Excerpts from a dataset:
********************
//! Email value types shared by the fetcher, parser, orchestrator and sender.

use chrono::{DateTime, Utc};
use serde::Serialize;

/// One fetched and parsed inbound email.
///
/// Built once per fetched message and dropped once the poll is done with it.
#[derive(Debug, Clone, Serialize)]
pub struct IncomingEmail {
    /// Sender address (bare, no display name).
    pub from: String,
    /// First recipient address.
    pub to: String,
    pub subject: String,
    /// Primary body: the plain part, or the tag-stripped HTML part.
    pub body: String,
    /// First `text/plain` part, verbatim.
    pub plain_body: Option<String>,
    /// First `text/html` part, verbatim.
    pub html_body: Option<String>,
    /// `Message-Id` header as sent, angle brackets included.
    pub message_id: Option<String>,
    pub in_reply_to: Option<String>,
    /// Space-separated ancestor ids.
    pub references: Option<String>,
    pub received_at: DateTime<Utc>,
}

impl IncomingEmail {
    /// Text to store as a reply: plain body, falling back to the HTML candidate.
    pub fn reply_body(&self) -> String {
        match self.plain_body.as_deref() {
            Some(plain) if !plain.trim().is_empty() => plain.to_string(),
            _ => self.html_body.as_deref().map(strip_html).unwrap_or_default(),
        }
    }
}

/// Threading identifiers of the email being answered.
#[derive(Debug, Clone, Default, PartialEq, Eq)]
pub struct ThreadRef {
    pub message_id: String,
    pub references: Option<String>,
}

impl ThreadRef {
    pub fn from_incoming(email: &IncomingEmail) -> Option<Self> {
        email.message_id.as_ref().map(|id| Self {
            message_id: id.clone(),
            references: email.references.clone(),
        })
    }
}

/// An operator-composed reply to send over SMTP.
#[derive(Debug, Clone, Default)]
pub struct OutboundReply {
    pub to: String,
    pub subject: String,
    pub text_body: Option<String>,
    pub html_body: Option<String>,
    pub reply_to: Option<String>,
    /// Present when answering a specific inbound email.
    pub thread: Option<ThreadRef>,
}

impl OutboundReply {
    /// Text persisted alongside the conversation once the reply has gone out.
    pub fn stored_text(&self) -> String {
        match (&self.text_body, &self.html_body) {
            (Some(text), _) if !text.trim().is_empty() => text.clone(),
            (_, Some(html)) => strip_html(html),
            _ => String::new(),
        }
    }
}

/// Who wrote a reply.
#[derive(Debug, Clone, Copy, PartialEq, Eq, Serialize)]
#[serde(rename_all = "lowercase")]
pub enum SentBy {
    Admin,
    Customer,
}

impl SentBy {
    pub fn as_str(&self) -> &'static str {
        match self {
            Self::Admin => "admin",
            Self::Customer => "customer",
        }
    }
}

impl std::str::FromStr for SentBy {
    type Err = String;

    fn from_str(s: &str) -> Result<Self, Self::Err> {
        match s {
            "admin" => Ok(Self::Admin),
            "customer" => Ok(Self::Customer),
            other => Err(format!("unknown sender role '{other}'")),
        }
    }
}

/// Lowercase and trim an address for matching.
pub fn normalize_address(address: &str) -> String {
    address.trim().to_lowercase()
}

/// Strip HTML tags from content (basic).
///
/// Drops every `<...>` span left to right and trims the result. Entities such
/// as `&amp;` are left as they are.
pub fn strip_html(html: &str) -> String {
    let mut result = String::with_capacity(html.len());
    let mut in_tag = false;
    for ch in html.chars() {
        match ch {
            '<' => in_tag = true,
            '>' => in_tag = false,
            _ if !in_tag => result.push(ch),
            _ => {}
        }
    }
    result.trim().to_string()
}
********************
EXERCISE DIRECTIONS ▸ Show every line in the entries above that contains the string "Some".

OUTPUT OF THE TASK ▸
            Some(plain) if !plain.trim().is_empty() => plain.to_string(),
            (Some(text), _) if !text.trim().is_empty() => text.clone(),
            (_, Some(html)) => strip_html(html),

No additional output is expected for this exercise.